▶ EXCERPTED RECORDS
=== Section Start ===

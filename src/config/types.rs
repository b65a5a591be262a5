use serde::Deserialize;

/// Main configuration structure for Content-Audit
#[derive(Debug, Clone, Deserialize)]
pub struct Config {
    pub audit: AuditConfig,
    #[serde(default)]
    pub http: HttpConfig,
    #[serde(default)]
    pub assets: AssetsConfig,
    pub output: OutputConfig,
}

/// Which sub-pipelines run, and how hard they may hit remote hosts
#[derive(Debug, Clone, Deserialize)]
pub struct AuditConfig {
    /// Path to the JSON block mapping
    #[serde(rename = "mapping-path")]
    pub mapping_path: String,

    #[serde(rename = "collect-assets", default = "default_true")]
    pub collect_assets: bool,

    #[serde(rename = "extract-blocks", default = "default_true")]
    pub extract_blocks: bool,

    #[serde(rename = "check-links", default)]
    pub check_links: bool,

    /// Issue a HEAD request per asset to record its size
    #[serde(rename = "fetch-sizes", default)]
    pub fetch_sizes: bool,

    /// Maximum number of in-flight link checks for one page
    #[serde(
        rename = "link-check-concurrency",
        default = "default_link_check_concurrency"
    )]
    pub link_check_concurrency: u32,

    /// Maximum number of in-flight asset size lookups for one page
    #[serde(
        rename = "size-lookup-concurrency",
        default = "default_size_lookup_concurrency"
    )]
    pub size_lookup_concurrency: u32,
}

/// HTTP client configuration
#[derive(Debug, Clone, Deserialize)]
pub struct HttpConfig {
    /// Timeout for fetching an audited page (seconds)
    #[serde(rename = "page-timeout-secs", default = "default_page_timeout")]
    pub page_timeout_secs: u64,

    /// Timeout for a single link check or size lookup (seconds)
    #[serde(rename = "check-timeout-secs", default = "default_check_timeout")]
    pub check_timeout_secs: u64,

    #[serde(rename = "user-agent", default = "default_user_agent")]
    pub user_agent: String,
}

impl Default for HttpConfig {
    fn default() -> Self {
        Self {
            page_timeout_secs: default_page_timeout(),
            check_timeout_secs: default_check_timeout(),
            user_agent: default_user_agent(),
        }
    }
}

/// Asset discovery configuration
#[derive(Debug, Clone, Deserialize)]
pub struct AssetsConfig {
    /// File extensions (without the dot) that mark a link as an asset
    #[serde(default = "default_asset_extensions")]
    pub extensions: Vec<String>,
}

impl Default for AssetsConfig {
    fn default() -> Self {
        Self {
            extensions: default_asset_extensions(),
        }
    }
}

/// Output configuration
#[derive(Debug, Clone, Deserialize)]
pub struct OutputConfig {
    /// Path to the SQLite database holding resumable batch state
    #[serde(rename = "database-path")]
    pub database_path: String,

    /// Path to the markdown summary file
    #[serde(rename = "summary-path")]
    pub summary_path: String,

    /// Path to the JSON table export
    #[serde(rename = "export-path")]
    pub export_path: String,
}

fn default_true() -> bool {
    true
}

fn default_link_check_concurrency() -> u32 {
    10
}

fn default_size_lookup_concurrency() -> u32 {
    1
}

fn default_page_timeout() -> u64 {
    20
}

fn default_check_timeout() -> u64 {
    10
}

fn default_user_agent() -> String {
    format!("content-audit/{}", env!("CARGO_PKG_VERSION"))
}

/// Document, archive and image extensions recognised as assets
pub fn default_asset_extensions() -> Vec<String> {
    [
        "pdf", "doc", "docx", "xls", "xlsx", "ppt", "pptx", "csv", "txt", "rtf", "zip", "rar",
        "7z", "gz", "jpg", "jpeg", "png", "gif", "svg", "webp", "avif",
    ]
    .iter()
    .map(|ext| ext.to_string())
    .collect()
}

=== Section End ===

▶ WHAT IS BEING ASKED
Show each line in the entries that holds the string "HttpConfig".

▶ ANSWER BELOW
    pub http: HttpConfig,
pub struct HttpConfig {
impl Default for HttpConfig {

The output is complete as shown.